World Military Cup
- Founded: 1946
- Region: International (CISM)
- Current champions: M: Bahrain (2019) W: South Korea (2023)
- Most championships: Men: Italy (8 titles) Women: Brazil (5 titles)
- 2019 Military World Games

= World Military Cup =

The World Military Cup is an international association football competition contested by national military teams. Organized by the International Military Sports Council (CISM), the tournament was first held in 1946 under the title World Military Championship. The name was changed to the World Military Cup ahead of the 2001 edition.

In 1995, the Military World Games—a multi-sport event for military personnel—was established, and the football championship became an integrated discipline within the Games.

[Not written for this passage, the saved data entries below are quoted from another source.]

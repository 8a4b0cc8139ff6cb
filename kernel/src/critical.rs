//! The nestable critical-section guard, and the cell type kernel state is
//! stored in.
//!
//! Global mutable kernel state (the scheduler, the task pool, every
//! primitive's control block) is process-wide `static` data. Per the
//! re-architecture guidance this is *not* protected by a sleeping lock: it
//! is wrapped in [`Cell`], a token-gated cell that can only be read or
//! written while holding a [`CriticalGuard`], i.e. while interrupts are
//! masked. `tokenlock` makes the token a genuine compile-time-checked
//! capability rather than a convention.
use core::{fmt, ops};
use tokenlock::UnsyncTokenLock;

use crate::port::{CriticalState, Port};

struct Tag<P>(P);

type Token<P> = tokenlock::UnsyncSingletonToken<Tag<P>>;
type Keyhole<P> = tokenlock::SingletonTokenId<Tag<P>>;

/// Cell type that can only be accessed while holding a [`CriticalGuard<P>`].
pub struct Cell<P, T: ?Sized>(UnsyncTokenLock<T, Keyhole<P>>);

impl<P, T> Cell<P, T> {
    pub const fn new(value: T) -> Self {
        Self(UnsyncTokenLock::new(Keyhole::INIT, value))
    }
}

impl<P: Port, T> Cell<P, T> {
    /// Run `f` with mutable access to the guarded value, borrowing the
    /// token from an already-held [`CriticalGuard`]. The closure form keeps
    /// every call site honest about the token never outliving the borrow of
    /// `guard` that produced it.
    #[inline]
    pub fn with<R>(&self, guard: &mut CriticalGuard<P>, f: impl FnOnce(&mut T) -> R) -> R {
        let mut token = guard.reborrow();
        f(self.0.borrow_mut(&mut token))
    }
}

impl<P, T: fmt::Debug> fmt::Debug for Cell<P, T> {
    fn fmt(&self, f: &mut fmt::Formatter<'_>) -> fmt::Result {
        f.write_str("Cell(< critical-section-gated >)")
    }
}

impl<P, T> ops::Deref for Cell<P, T> {
    type Target = UnsyncTokenLock<T, Keyhole<P>>;
    fn deref(&self) -> &Self::Target {
        &self.0
    }
}

impl<P, T> ops::DerefMut for Cell<P, T> {
    fn deref_mut(&mut self) -> &mut Self::Target {
        &mut self.0
    }
}

/// RAII guard for a held critical section. Dropping it restores interrupts
/// to the state they were in before it was acquired (which, for a nested
/// `enter`, may still be masked: see [`Port::enter_critical`]).
pub struct CriticalGuard<P: Port> {
    state: CriticalState,
    token: Token<P>,
}

/// Borrowed version of [`CriticalGuard`], i.e. `&'a mut CriticalGuard`
/// without the extra indirection. Functions that only need to read/write
/// [`Cell`]s take this rather than `&mut CriticalGuard` so callers must
/// explicitly `reborrow()` when they want to keep the original alive.
pub type TokenRefMut<'a, P> = tokenlock::UnsyncSingletonTokenRefMut<'a, Tag<P>>;

impl<P: Port> CriticalGuard<P> {
    /// Enter a critical section. Nestable: calling this while already
    /// inside one simply masks further and remembers how to unwind.
    #[inline]
    pub fn enter() -> Self {
        let state = unsafe { P::enter_critical() };
        Self {
            state,
            // Safety: we hold a unique proof of entry via `state`; no two
            // `CriticalGuard`s can be alive with overlapping lifetimes
            // because `enter_critical`/`exit_critical` strictly nest.
            token: unsafe { Token::new_unchecked() },
        }
    }

    #[inline]
    pub fn reborrow(&mut self) -> TokenRefMut<'_, P> {
        self.token.borrow_mut()
    }
}

impl<P: Port> Drop for CriticalGuard<P> {
    fn drop(&mut self) {
        unsafe { P::exit_critical(self.state) };
    }
}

Despite this integration, the football tournament continues to be organized as a standalone biennial event under CISM governance.

A counterpart competition for women, the World Military Women's Championship, was established in 2001. Both tournaments remain key fixtures in CISM's sporting calendar, promoting camaraderie and sportsmanship among armed forces globally.

==History==
The inaugural World Military Championship was hosted in Prague, Czechoslovakia (now Czech Republic) in 1946, organized by the Armed Forces Sports Council (AFSC). In 1948, the AFSC was restructured and renamed the International Military Sports Council (CISM), which has governed the competition since. Great Britain won the first title, defeating host nation Czechoslovakia in the final, where the latter finished as runners-up.

==Format==
Since 2013, the World Military Cup has been restructured into two distinct competitions. The CISM World Football Cup, held on a four-year cycle, debuted in its current format in 2013. Its second edition took place from 23 to 28 January 2017 in Muscat, Oman.

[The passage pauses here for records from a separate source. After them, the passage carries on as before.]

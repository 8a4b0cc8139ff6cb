//! Armv7-M [`rtk_kernel::Port`] implementation: PendSV-driven context switch,
//! SVC dispatch, and a SysTick-driven tick.
//!
//! This crate supplies no logic of its own beyond register plumbing (§9
//! "Assembly" guidance): [`CortexM`] implements the portable [`Port`] trait,
//! and [`bind_kernel!`] wires a concrete `Kernel<CortexM, H>` static to the
//! three architectural entry points (§4.4) an application's vector table
//! must route to it. Targets Cortex-M3/M4/M7 (Thumb-2); an Armv6-M
//! (Cortex-M0/M0+) port would need its own handler bodies, since Thumb-1
//! lacks several instructions used below (`tst`/`ldrb` with a negative
//! immediate offset, `stm`/`ldm` over the full r4-r11 range in one
//! instruction).
#![cfg_attr(target_os = "none", no_std)]

use core::arch::asm;
use core::sync::atomic::{AtomicU32, Ordering};

use cortex_m::peripheral::{scb::SystemHandler, SCB};
use rtk_kernel::port::{CriticalState, Port};

/// Marker type implementing [`rtk_kernel::Port`] for a single-core
/// Cortex-M0/M0+/M3/M4/M7 target. Carries no state; every method either reads
/// architectural registers directly or delegates to [`cortex_m`].
pub struct CortexM;

/// Size in words of the software-saved frame (§4.4 "Initial stack frame"):
/// one `EXC_RETURN` token plus eight callee-saved registers (r4-r11).
const SOFTWARE_FRAME_WORDS: usize = 9;

/// Size in words of the hardware-saved frame: r0-r3, r12, lr, pc, xpsr.
const HARDWARE_FRAME_WORDS: usize = 8;

/// `EXC_RETURN` value selecting "return to Thread mode; exception return
/// gets state from the Process stack; on return execution uses the Process
/// Stack" (§4.4 "a return-from-exception token selecting 'return to thread
/// mode using the process stack'"). Armv8-M adds a secure/non-secure
/// distinction this port does not target.
const EXC_RETURN_THREAD_PSP: u32 = 0xFFFF_FFFD;

/// `xPSR` reset value for a fresh task: the Thumb (`T`) bit set, nothing
/// else. Arm-M has no ARM instruction set, so this bit is always `1` in
/// practice, but §4.4 calls it out explicitly as architecture-dependent.
const INITIAL_XPSR: u32 = 0x0100_0000;

unsafe impl Port for CortexM {
    /// §4.1 critical section. Armv6-M has no `BASEPRI`, so this always masks
    /// via `PRIMASK`; Armv7-M+ ports that want the priority-threshold form
    /// (§4.1 "alternative form") can swap this body for a `basepri` read and
    /// write without touching any other file.
    unsafe fn enter_critical() -> CriticalState {
        let was_active = cortex_m::register::primask::read().is_active();
        cortex_m::interrupt::disable();
        was_active as CriticalState
    }

    unsafe fn exit_critical(state: CriticalState) {
        if state != 0 {
            // Safety: only re-enables interrupts that were on before the
            // matching `enter_critical`, upholding its nesting contract.
            unsafe { cortex_m::interrupt::enable() };
        }
    }

    fn is_isr_context() -> bool {
        let ipsr: u32;
        // Safety: reads a read-only special register; no side effects.
        unsafe {
            asm!("mrs {0}, ipsr", out(reg) ipsr, options(nomem, nostack, preserves_flags));
        }
        (ipsr & 0x1ff) != 0
    }

    unsafe fn trigger_switch() {
        SCB::set_pendsv();
    }

    /// Builds the two-part frame described in §4.4 "Initial stack frame",
    /// hardware frame on top (highest address) of the software frame so that
    /// the PendSV restore path and the boot path (§ below, via `svc #0`) can
    /// both finish with the same `bx lr` exception-return trick.
    unsafe fn initialize_task_stack(
        stack: &mut [u8],
        entry: extern "C" fn(usize),
        arg: usize,
        exit_trampoline: extern "C" fn() -> !,
    ) -> u32 {
        // AAPCS requires 8-byte stack alignment at every public interface,
        // including the very first exception return out of this frame.
        let top = ((stack.as_mut_ptr() as usize + stack.len()) & !0x7) as *mut u32;

        // Safety: `top` is within `stack` (rounded down, never past the
        // end), and `stack` is at least `MIN_STACK_SIZE` bytes per the
        // trait's safety contract, comfortably more than the 17 words
        // written below.
        let hw = unsafe { top.sub(HARDWARE_FRAME_WORDS) };
        // Hardware-saved frame, low to high address: r0, r1, r2, r3, r12,
        // lr, pc, xpsr.
        unsafe {
            hw.add(0).write(arg as u32);
            hw.add(1).write(0);
            hw.add(2).write(0);
            hw.add(3).write(0);
            hw.add(4).write(0);
            hw.add(5).write(exit_trampoline as usize as u32);
            // Bit 0 is the Thumb marker BLX/BX expect; in an exception
            // frame the PC is the exact fetch address, so it must be clear.
            hw.add(6).write(entry as usize as u32 & !1);
            hw.add(7).write(INITIAL_XPSR);
        }

        let sw = unsafe { hw.sub(SOFTWARE_FRAME_WORDS) };
        // Software-saved frame: EXC_RETURN token, then r4-r11 zeroed.
        unsafe {
            sw.add(0).write(EXC_RETURN_THREAD_PSP);
            for i in 1..SOFTWARE_FRAME_WORDS {
                sw.add(i).write(0);
            }
        }

        sw as u32
    }

    /// §4.4 part 1, first-task bring-up. Rather than hand-assembling the
    /// same "pop a fabricated frame and fake an exception return" sequence
    /// twice, this stashes `sp` and executes `svc #0` — the reserved
    /// start-first-task selector (§6) — so the one `bx lr` trick in
    /// [`svcall_trampoline!`]'s boot branch does the work, the same way the
    /// PendSV restore half does it for every later switch.
    unsafe fn dispatch_first_task(sp: u32) -> ! {
        FIRST_TASK_SP.store(sp, Ordering::Relaxed);
        // Safety: executed once, before any task has run, with interrupts
        // masked, per the trait's contract; `svc #0` traps into
        // `SVCall`, which recognizes the Thread+MSP calling context as the
        // boot case (see `bind_kernel!`) and never returns here.
        unsafe {
            asm!("svc #0", options(noreturn));
        }
    }

    /// §6 "tick rate ... CPU-clock constant supplied by the collaborator
    /// HAL": reload = clock / rate - 1, SysTick's down-counter convention.
    fn tick_reload(cpu_clock_hz: u32, tick_rate_hz: u32) -> u32 {
        cpu_clock_hz / tick_rate_hz - 1
    }

    unsafe fn start_tick_timer(reload: u32) {
        // Safety: called exactly once from `Kernel::start`, before the
        // first task is dispatched, per the trait's contract.
        let mut peripherals = unsafe { cortex_m::Peripherals::steal() };
        peripherals.SYST.set_reload(reload);
        peripherals.SYST.clear_current();
        peripherals.SYST.set_clock_source(cortex_m::peripheral::syst::SystClkSource::Core);
        peripherals.SYST.enable_interrupt();
        peripherals.SYST.enable_counter();
        // PendSV and SVCall must run at the lowest priority (§4.4 part 2);
        // SysTick one notch above them so the tick always preempts a switch
        // already in progress (§5 "above the tick exception by a small
        // margin").
        peripherals.SCB.set_priority(SystemHandler::PendSV, 0xff);
        peripherals.SCB.set_priority(SystemHandler::SVCall, 0xff);
        peripherals.SCB.set_priority(SystemHandler::SysTick, 0xf0);
    }

    #[inline]
    fn wait_for_interrupt() {
        cortex_m::asm::wfi();
    }
}

/// Stashed by [`CortexM::dispatch_first_task`] for `SVCall`'s boot branch to
/// pick up; written once, read once, both with interrupts masked, so this
/// needs no synchronization beyond `Ordering::Relaxed`.
#[doc(hidden)]
pub static FIRST_TASK_SP: AtomicU32 = AtomicU32::new(0);

/// The Rust half of the PendSV handler (§4.4 part 2): given the outgoing
/// task's just-saved stack pointer (or the sentinel the bound `bind_kernel!`
/// trampoline passes when there is none), ask the kernel for the next task
/// to run and return its saved stack pointer for the asm restore half.
///
/// # Safety
/// Must be called with interrupts masked, exactly once per `PendSV` entry,
/// by the naked trampoline [`bind_kernel!`] generates.
#[doc(hidden)]
pub unsafe fn pend_sv_rust<P, H>(kernel: &rtk_kernel::Kernel<P, H>, outgoing_sp: u32) -> u32
where
    P: Port,
    H: rtk_kernel::kernel::Hooks<P>,
{
    unsafe { kernel.on_switch_exception(outgoing_sp) }
}

/// The Rust half of SVC dispatch (§4.4 part 3): decode the selector and
/// stacked arguments, already split out by the naked trampoline, and hand
/// them to [`rtk_kernel::Kernel::svc_dispatch`].
#[doc(hidden)]
pub fn svc_dispatch_rust<P, H>(
    kernel: &rtk_kernel::Kernel<P, H>,
    selector: u32,
    a0: u32,
    a1: u32,
    a2: u32,
) -> i32
where
    P: Port,
    H: rtk_kernel::kernel::Hooks<P>,
{
    kernel.svc_dispatch(selector, a0, a1, a2)
}

/// Binds a concrete `static KERNEL: Kernel<CortexM, H>` to the three
/// naked/exception entry points the vector table must route to it (§6):
/// `PendSV` (switch exception), `SVCall` (supervisor dispatch, including the
/// reserved start-first-task selector), and `SysTick` (the tick).
///
/// Exactly one invocation of this macro must appear in the final binary, at
/// the crate root, so the generated `#[no_mangle]` symbols land in the
/// vector table `cortex-m-rt` builds from them.
///
/// # Safety
/// The named static must be the only `Kernel` instance in the program, and
/// nothing else may define `PendSV`, `SVCall`, or a `SysTick`
/// `#[cortex_m_rt::exception]` handler.
#[macro_export]
macro_rules! bind_kernel {
    (unsafe $kernel:path) => {
        #[no_mangle]
        #[naked]
        unsafe extern "C" fn PendSV() {
            unsafe {
                ::core::arch::asm!(
                    "
                    @ Reserve and fill the software-saved frame (EXC_RETURN,
                    @ r4-r11) below the hardware frame PSP already points at,
                    @ then hand the resulting pointer to Rust as `outgoing_sp`
                    @ in r0, the sole AAPCS argument/return register.
                    mrs  r0, psp
                    subs r0, r0, #36
                    str  lr, [r0]
                    adds r1, r0, #4
                    stm  r1!, {{r4-r11}}
                    bl   {trampoline}
                    @ `r0` now holds the next task's saved sp (software-saved
                    @ frame start, same trampoline call convention); restore
                    @ it symmetrically and fake an exception return into it.
                    ldr  lr, [r0]
                    adds r0, r0, #4
                    ldm  r0!, {{r4-r11}}
                    msr  psp, r0
                    bx   lr
                    ",
                    trampoline = sym pend_sv_trampoline,
                    options(noreturn),
                );
            }
        }

        extern "C" fn pend_sv_trampoline(outgoing_sp: u32) -> u32 {
            unsafe { $crate::pend_sv_rust(&$kernel, outgoing_sp) }
        }

        #[no_mangle]
        #[naked]
        unsafe extern "C" fn SVCall() {
            unsafe {
                ::core::arch::asm!(
                    "
                    @ Boot call (§4.4 part 1 / §6 selector 0) always arrives
                    @ from Thread mode on the Main stack, never the Process
                    @ stack a task's own `svc` would use; bit 2 of the live
                    @ EXC_RETURN still in `lr` tells the two apart.
                    tst  lr, #4
                    beq  2f

                    @ Ordinary supervisor call. Selector is the low byte of
                    @ the `svc` instruction, two bytes before the return
                    @ address the hardware stacked as PC; arguments are the
                    @ caller's stacked r0/r1 (§4.4 part 3).
                    mrs  r0, psp
                    ldr  r3, [r0, #24]
                    ldrb r1, [r3, #-2]
                    ldr  r2, [r0, #0]
                    ldr  r3, [r0, #4]
                    mov  r12, r0
                    movs r0, r1
                    movs r1, r2
                    mov  r2, r3
                    movs r3, #0
                    bl   {svc_trampoline}
                    str  r0, [r12, #0]
                    bx   lr

                2:  @ Boot: pop the fabricated frame `dispatch_first_task`
                    @ built and fake an exception return into the first task.
                    ldr  r0, ={first_task_sp}
                    ldr  r0, [r0]
                    ldr  lr, [r0]
                    adds r0, r0, #4
                    ldm  r0!, {{r4-r11}}
                    msr  psp, r0
                    movs r1, #2
                    msr  control, r1
                    isb
                    bx   lr
                    ",
                    svc_trampoline = sym svc_trampoline,
                    first_task_sp = sym $crate::FIRST_TASK_SP,
                    options(noreturn),
                );
            }
        }

        extern "C" fn svc_trampoline(selector: u32, a0: u32, a1: u32, a2: u32) -> i32 {
            $crate::svc_dispatch_rust(&$kernel, selector, a0, a1, a2)
        }

        #[$crate::cortex_m_rt::exception]
        fn SysTick() {
            $kernel.scheduler_tick();
        }
    };
}

#[doc(hidden)]
pub use cortex_m_rt;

Separately, the Military World Games—a multi-sport event organized by the International Military Sports Council (CISM)—features a football tournament branded as the Military World Championship. This competition also follows a four-year cycle, running concurrently with the Games.

==Qualifications==
Teams qualify for the World Military Cup through continental tournaments organized by each confederation under CISM governance. The qualifying competitions are as follows:

| Confederation | Championship |
|---|---|
| Asia | Asian Military Qualifying Tournament |
| Africa | African Military Cup |
| Americas | Americas Military Cup |
| Europe | European Military Qualifying Tournament |

These tournaments determine the regional representatives for the final World Military Cup event.

==Results==
===Men===
====Military World Championship====
A football tournament has been held as part of the Military World Games every four years since 1995. This competition is recognized as part of the World Military Championship.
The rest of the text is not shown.